The potential complications of polymeric degradation due to excessive inflammation have been confirmed by molecular biological studies. During normal fracture healing, research has demonstrated a biphasic inflammatory response mediated by tumor necrosis factor-α (TNF-α), interleukin-1 (IL-1), and interleukin-6 (IL-6) during the first 24 hours after initial fracture and again during the transition from chondrogenesis to osteogenesis (TNF-α and IL-1) [13],[14]. In murine models, whereas low-dose TNF-α accelerated fracture healing, higher doses were inhibitory. The link between chronic inflammation with elevated levels of TNF-α and fracture healing inhibition is unclear; however, the above findings may potentially explain the more significant foreign body reaction (FBR) to PGA implants compared to PLLA implants. The PGA degradation products may incite higher levels of TNF-α.

Established techniques – titanium cages

Titanium mesh cages, while not explored in depth in this case report, have been used successfully in conjunction with allograft to reconstruct varying lengths of long-bone defects. The first benefit of these cages is that they preclude the need for a second procedure. Secondly, they provide relatively bioinert structural support with an elastic modulus closer to bone (~105 GPa titanium alloy and ~10-25 GPa for bone); hence they offer the possibility of early load-bearing of these critical-sized defects to encourage bone formation. Lastly, because they are fenestrated, they also provide a barrier from graft extravasation while allowing for potential vascular invasion.

Role of a membrane

The role of a membrane, vascularity and subsequent bone formation in these critical-sized defects warrants discussion. In the Masquelet procedure, upon harvest of the cement spacer, there is a pseudomembrane after 6–8 weeks. The pseudomembrane is then filled with graft and bone forms despite the fact that the membrane has no circumferential fenestrations or pores – just the opening incision for graft placement. The only circumferential vascular sources are the periosteum and the intramedullary canal.

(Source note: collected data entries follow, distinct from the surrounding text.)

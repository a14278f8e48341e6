use {
    crate::{
        error::{TwitterApiError, TwitterError, TwitterErrorResponse},
        impl_twitter_response_parser,
        tweet::models::Meta,
        twitter_client::TwitterApiParsedResponse,
    },
    schemars::JsonSchema,
    serde::{Deserialize, Serialize},
};

#[derive(Debug, Serialize, Deserialize, JsonSchema)]
pub struct ListResponse {
    #[serde(skip_serializing_if = "Option::is_none")]
    pub data: Option<ListData>,
    #[serde(skip_serializing_if = "Option::is_none")]
    pub errors: Option<Vec<TwitterApiError>>,
}

#[derive(Debug, Serialize, Deserialize, JsonSchema)]
pub struct ListsResponse {
    #[serde(skip_serializing_if = "Option::is_none")]
    pub data: Option<Vec<ListData>>,
    #[serde(skip_serializing_if = "Option::is_none")]
    pub errors: Option<Vec<TwitterApiError>>,
    #[serde(skip_serializing_if = "Option::is_none")]
    pub meta: Option<Meta>,
}

#[derive(Debug, Serialize, Deserialize, JsonSchema)]
pub struct ListMemberResponse {
    #[serde(skip_serializing_if = "Option::is_none")]
    pub data: Option<ListMemberStatus>,
    #[serde(skip_serializing_if = "Option::is_none")]
    pub errors: Option<Vec<TwitterApiError>>,
}

#[derive(Debug, Clone, PartialEq, Serialize, Deserialize, JsonSchema)]
pub struct ListMemberStatus {
    pub is_member: bool,
}

/// A list. Create returns only `id` and `name`.
#[derive(Debug, Clone, PartialEq, Serialize, Deserialize, JsonSchema, Default)]
pub struct ListData {
    pub id: String,
    pub name: String,
    #[serde(skip_serializing_if = "Option::is_none")]
    pub created_at: Option<String>,
    #[serde(skip_serializing_if = "Option::is_none")]
    pub description: Option<String>,
    #[serde(skip_serializing_if = "Option::is_none")]
    pub follower_count: Option<i64>,
    #[serde(skip_serializing_if = "Option::is_none")]
    pub member_count: Option<i64>,
    #[serde(skip_serializing_if = "Option::is_none")]
    pub owner_id: Option<String>,
    #[serde(skip_serializing_if = "Option::is_none")]
    pub private: Option<bool>,
}

/// Body of `POST /2/lists`
#[derive(Debug, Clone, Default, PartialEq, Serialize, Deserialize, JsonSchema)]
pub struct CreateListRequest {
    /// 1 to 25 characters
    #[schemars(length(min = 1, max = 25))]
    pub name: String,
    /// At most 100 characters
    #[serde(skip_serializing_if = "Option::is_none")]
    #[schemars(length(max = 100))]
    pub description: Option<String>,
    #[serde(skip_serializing_if = "Option::is_none")]
    pub private: Option<bool>,
}

impl_twitter_response_parser!(ListResponse, ListData);
impl_twitter_response_parser!(ListMemberResponse, ListMemberStatus);

impl TwitterApiParsedResponse for ListsResponse {
    type Output = Vec<ListData>;

    fn parse_twitter_response(self) -> Result<Self::Output, TwitterErrorResponse> {
        match (self.data, self.errors) {
            (Some(data), _) => Ok(data),
            (None, Some(errors)) if !errors.is_empty() => {
                Err(TwitterError::from_api_error(&errors[0]).to_error_response())
            }
            (None, _) => Ok(Vec::new()),
        }
    }
}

This confirms the findings of Perren that the initial phases of bone healing commence from the periosteum, proceed centrifugally with callus formation, and perhaps simultaneously, centripetally towards the medullary cavity [15]. Biomechanically, this method of endochondral bone formation is advantageous since the outer diameter of the callus increases the moment of inertia and initial stiffness of the fracture.

More recent studies have confirmed that, during the early weeks of fracture healing, the cortical bone of the intact fracture ends (near the cortical-callus boundary) undergoes resorption with a subsequent increase in cortical porosity and a decrease in elastic coefficient [16]. The authors hypothesized that the intact bone edges are demineralizing in order to: 1) aid in mineralization of the adjacent callus via calcium and phosphate sourcing, and 2) "match" the stiffness and elastic modulus of the adjacent callus to prevent local stress shielding and promote homogenous mineralization of the callus and the cortical-callus boundary.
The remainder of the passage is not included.